Each line of the material below with the word "UploadedFile" is to be reported.
** Opening Data provided block **
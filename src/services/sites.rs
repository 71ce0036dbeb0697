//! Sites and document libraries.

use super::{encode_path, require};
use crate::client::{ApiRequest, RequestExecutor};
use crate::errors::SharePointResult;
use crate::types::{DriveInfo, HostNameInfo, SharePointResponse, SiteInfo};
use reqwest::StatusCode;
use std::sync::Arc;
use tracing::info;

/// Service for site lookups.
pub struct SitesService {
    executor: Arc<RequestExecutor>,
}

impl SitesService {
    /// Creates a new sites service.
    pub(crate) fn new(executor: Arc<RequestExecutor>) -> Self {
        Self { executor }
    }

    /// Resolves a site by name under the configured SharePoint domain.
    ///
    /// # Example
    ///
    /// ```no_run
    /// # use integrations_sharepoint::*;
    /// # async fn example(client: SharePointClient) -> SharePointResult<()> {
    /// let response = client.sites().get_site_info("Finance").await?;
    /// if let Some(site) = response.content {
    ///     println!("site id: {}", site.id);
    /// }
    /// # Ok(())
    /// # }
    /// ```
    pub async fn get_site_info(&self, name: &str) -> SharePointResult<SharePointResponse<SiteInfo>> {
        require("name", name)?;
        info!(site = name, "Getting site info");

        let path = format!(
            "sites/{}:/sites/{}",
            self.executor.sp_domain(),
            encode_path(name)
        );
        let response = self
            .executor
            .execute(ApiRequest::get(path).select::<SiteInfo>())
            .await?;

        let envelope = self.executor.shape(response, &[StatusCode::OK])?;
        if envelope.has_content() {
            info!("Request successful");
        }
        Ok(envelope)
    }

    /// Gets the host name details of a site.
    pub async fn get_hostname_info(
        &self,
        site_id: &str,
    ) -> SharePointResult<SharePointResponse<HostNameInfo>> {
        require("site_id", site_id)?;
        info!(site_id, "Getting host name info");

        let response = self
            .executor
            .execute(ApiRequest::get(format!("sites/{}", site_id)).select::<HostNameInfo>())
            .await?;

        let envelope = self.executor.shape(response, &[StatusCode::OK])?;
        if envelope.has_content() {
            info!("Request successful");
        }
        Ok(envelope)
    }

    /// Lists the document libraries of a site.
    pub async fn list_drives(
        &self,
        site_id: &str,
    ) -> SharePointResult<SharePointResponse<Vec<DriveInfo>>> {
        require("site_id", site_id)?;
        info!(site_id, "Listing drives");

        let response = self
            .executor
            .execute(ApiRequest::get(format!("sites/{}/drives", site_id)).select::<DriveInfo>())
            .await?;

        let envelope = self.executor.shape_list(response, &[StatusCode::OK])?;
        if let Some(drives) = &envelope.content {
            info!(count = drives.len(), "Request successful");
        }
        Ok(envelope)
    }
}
** Closing Data provided block **
** Opening Data provided block **
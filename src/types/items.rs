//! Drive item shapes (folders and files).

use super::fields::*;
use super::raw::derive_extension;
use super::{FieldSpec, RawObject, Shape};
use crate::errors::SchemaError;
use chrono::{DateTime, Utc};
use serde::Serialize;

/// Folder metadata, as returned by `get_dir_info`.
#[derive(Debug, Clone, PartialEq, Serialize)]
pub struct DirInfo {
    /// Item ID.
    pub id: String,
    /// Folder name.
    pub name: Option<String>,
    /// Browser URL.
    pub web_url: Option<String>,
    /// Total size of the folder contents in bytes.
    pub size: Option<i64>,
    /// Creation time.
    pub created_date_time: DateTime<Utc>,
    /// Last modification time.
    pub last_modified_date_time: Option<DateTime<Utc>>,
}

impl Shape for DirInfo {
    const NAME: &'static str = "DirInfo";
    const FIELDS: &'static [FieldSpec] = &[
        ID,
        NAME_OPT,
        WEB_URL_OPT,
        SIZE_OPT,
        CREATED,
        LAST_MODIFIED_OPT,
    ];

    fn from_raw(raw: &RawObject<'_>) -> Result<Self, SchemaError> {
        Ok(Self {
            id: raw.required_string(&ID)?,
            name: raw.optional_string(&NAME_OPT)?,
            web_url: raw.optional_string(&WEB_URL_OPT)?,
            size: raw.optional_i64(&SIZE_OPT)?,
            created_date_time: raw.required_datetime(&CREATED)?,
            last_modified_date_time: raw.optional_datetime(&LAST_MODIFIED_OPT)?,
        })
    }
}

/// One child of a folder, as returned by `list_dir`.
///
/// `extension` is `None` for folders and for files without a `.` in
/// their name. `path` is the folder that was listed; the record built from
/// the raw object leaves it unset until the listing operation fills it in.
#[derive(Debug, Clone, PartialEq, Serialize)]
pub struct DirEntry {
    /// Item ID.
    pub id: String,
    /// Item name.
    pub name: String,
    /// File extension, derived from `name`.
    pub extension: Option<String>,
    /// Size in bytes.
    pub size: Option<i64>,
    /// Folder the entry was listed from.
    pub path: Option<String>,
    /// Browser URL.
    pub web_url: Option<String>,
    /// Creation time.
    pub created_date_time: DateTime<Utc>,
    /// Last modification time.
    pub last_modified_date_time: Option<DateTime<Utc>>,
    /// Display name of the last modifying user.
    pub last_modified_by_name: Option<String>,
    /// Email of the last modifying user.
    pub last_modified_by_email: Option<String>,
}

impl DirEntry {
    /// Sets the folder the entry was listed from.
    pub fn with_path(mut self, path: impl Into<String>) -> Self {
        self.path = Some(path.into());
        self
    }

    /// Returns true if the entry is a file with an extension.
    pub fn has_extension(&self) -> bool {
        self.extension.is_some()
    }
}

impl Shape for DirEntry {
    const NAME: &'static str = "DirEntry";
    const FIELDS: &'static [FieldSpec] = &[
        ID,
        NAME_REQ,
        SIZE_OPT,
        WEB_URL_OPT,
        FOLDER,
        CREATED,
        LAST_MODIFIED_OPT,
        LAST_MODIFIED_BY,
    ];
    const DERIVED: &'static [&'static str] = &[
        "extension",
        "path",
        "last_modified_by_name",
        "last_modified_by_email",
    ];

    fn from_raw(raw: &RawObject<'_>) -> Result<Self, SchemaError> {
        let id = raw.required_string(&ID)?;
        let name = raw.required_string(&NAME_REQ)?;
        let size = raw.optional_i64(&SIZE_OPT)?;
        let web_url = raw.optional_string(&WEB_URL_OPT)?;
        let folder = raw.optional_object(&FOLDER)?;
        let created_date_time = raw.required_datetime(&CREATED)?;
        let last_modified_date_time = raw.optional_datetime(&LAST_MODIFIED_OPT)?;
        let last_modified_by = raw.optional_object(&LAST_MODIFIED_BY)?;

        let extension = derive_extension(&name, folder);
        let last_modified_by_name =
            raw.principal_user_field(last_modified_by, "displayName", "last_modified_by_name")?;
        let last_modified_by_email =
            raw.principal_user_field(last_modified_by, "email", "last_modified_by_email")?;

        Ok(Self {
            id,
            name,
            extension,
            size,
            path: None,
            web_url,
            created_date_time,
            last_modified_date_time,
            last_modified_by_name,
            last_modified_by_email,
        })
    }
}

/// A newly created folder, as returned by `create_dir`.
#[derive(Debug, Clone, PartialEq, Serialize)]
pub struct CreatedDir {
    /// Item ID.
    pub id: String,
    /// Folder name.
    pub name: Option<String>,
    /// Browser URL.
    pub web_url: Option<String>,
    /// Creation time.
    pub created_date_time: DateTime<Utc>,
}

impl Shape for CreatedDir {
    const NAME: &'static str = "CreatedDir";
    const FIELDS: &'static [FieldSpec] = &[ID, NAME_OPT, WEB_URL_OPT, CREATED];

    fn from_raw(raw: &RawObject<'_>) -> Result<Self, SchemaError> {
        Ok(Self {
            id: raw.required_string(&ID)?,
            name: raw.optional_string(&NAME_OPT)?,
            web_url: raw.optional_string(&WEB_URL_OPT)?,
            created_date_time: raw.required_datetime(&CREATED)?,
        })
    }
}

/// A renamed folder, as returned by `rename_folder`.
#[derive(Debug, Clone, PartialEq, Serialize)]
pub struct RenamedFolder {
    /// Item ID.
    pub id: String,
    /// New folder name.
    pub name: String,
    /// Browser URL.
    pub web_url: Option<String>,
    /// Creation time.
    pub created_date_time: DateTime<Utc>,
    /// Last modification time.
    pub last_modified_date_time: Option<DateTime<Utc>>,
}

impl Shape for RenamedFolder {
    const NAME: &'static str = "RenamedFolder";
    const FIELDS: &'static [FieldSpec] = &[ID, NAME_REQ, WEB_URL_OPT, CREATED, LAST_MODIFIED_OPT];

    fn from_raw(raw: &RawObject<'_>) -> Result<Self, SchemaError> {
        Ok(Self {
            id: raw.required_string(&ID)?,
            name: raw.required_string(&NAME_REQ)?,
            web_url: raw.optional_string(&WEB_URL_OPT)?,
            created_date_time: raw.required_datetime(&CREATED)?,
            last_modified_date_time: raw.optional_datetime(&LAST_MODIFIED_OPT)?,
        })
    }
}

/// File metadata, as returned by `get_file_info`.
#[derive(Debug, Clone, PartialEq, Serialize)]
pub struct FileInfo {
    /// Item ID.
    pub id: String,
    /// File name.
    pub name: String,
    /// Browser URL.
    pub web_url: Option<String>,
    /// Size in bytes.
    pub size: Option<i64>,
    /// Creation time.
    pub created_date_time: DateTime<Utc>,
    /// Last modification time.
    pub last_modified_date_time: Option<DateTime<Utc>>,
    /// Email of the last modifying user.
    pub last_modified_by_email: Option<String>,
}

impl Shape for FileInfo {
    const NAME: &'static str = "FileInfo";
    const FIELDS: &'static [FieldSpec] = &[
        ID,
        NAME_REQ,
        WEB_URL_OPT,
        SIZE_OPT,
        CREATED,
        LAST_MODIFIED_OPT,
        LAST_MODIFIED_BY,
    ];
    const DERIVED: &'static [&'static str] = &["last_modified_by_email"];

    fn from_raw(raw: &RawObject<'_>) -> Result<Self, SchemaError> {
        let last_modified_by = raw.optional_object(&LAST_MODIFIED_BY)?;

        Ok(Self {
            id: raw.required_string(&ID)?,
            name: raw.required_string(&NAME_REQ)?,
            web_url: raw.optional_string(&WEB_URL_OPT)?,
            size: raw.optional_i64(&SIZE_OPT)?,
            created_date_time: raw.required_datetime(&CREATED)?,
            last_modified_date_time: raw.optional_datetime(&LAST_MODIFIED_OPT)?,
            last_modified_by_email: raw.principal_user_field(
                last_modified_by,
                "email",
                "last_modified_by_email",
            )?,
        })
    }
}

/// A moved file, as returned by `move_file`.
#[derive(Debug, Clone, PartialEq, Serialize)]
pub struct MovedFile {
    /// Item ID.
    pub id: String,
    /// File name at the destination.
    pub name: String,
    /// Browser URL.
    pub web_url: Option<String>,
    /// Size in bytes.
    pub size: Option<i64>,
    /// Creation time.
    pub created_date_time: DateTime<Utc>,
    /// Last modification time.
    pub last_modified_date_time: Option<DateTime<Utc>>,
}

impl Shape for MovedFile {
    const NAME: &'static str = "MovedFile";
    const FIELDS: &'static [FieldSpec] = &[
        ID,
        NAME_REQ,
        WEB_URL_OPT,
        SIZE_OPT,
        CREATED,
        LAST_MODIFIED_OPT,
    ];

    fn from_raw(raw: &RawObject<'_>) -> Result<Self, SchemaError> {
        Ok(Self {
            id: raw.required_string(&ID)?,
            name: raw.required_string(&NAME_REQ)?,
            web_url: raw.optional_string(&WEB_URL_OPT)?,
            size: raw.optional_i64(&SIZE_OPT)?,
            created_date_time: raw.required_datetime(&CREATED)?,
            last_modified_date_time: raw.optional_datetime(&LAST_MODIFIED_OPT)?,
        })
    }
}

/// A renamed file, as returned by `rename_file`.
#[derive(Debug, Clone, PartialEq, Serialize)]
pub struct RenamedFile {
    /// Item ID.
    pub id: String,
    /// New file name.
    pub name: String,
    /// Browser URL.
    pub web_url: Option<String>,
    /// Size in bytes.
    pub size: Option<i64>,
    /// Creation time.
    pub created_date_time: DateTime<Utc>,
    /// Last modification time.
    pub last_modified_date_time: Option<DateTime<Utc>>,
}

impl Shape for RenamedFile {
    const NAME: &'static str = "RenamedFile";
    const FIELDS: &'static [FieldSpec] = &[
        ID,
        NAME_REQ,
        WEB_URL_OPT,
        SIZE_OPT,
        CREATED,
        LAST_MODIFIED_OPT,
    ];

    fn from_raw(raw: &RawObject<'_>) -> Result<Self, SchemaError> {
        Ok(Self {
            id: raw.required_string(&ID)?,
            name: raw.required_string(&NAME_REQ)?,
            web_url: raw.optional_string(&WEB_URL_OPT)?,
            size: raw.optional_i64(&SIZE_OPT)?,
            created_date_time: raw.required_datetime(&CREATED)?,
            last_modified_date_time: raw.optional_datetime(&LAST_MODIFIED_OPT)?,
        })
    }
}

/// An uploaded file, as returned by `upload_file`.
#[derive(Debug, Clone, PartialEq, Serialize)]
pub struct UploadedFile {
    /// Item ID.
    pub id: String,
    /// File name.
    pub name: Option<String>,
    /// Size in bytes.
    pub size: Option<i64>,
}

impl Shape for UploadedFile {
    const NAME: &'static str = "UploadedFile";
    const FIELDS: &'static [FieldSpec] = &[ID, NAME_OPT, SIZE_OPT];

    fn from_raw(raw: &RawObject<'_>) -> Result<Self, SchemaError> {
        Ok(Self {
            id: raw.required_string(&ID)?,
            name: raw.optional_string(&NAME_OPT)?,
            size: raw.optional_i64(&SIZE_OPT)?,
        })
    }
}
** Closing Data provided block **
- [Output for this exercise]
pub struct UploadedFile {
impl Shape for UploadedFile {
    const NAME: &'static str = "UploadedFile";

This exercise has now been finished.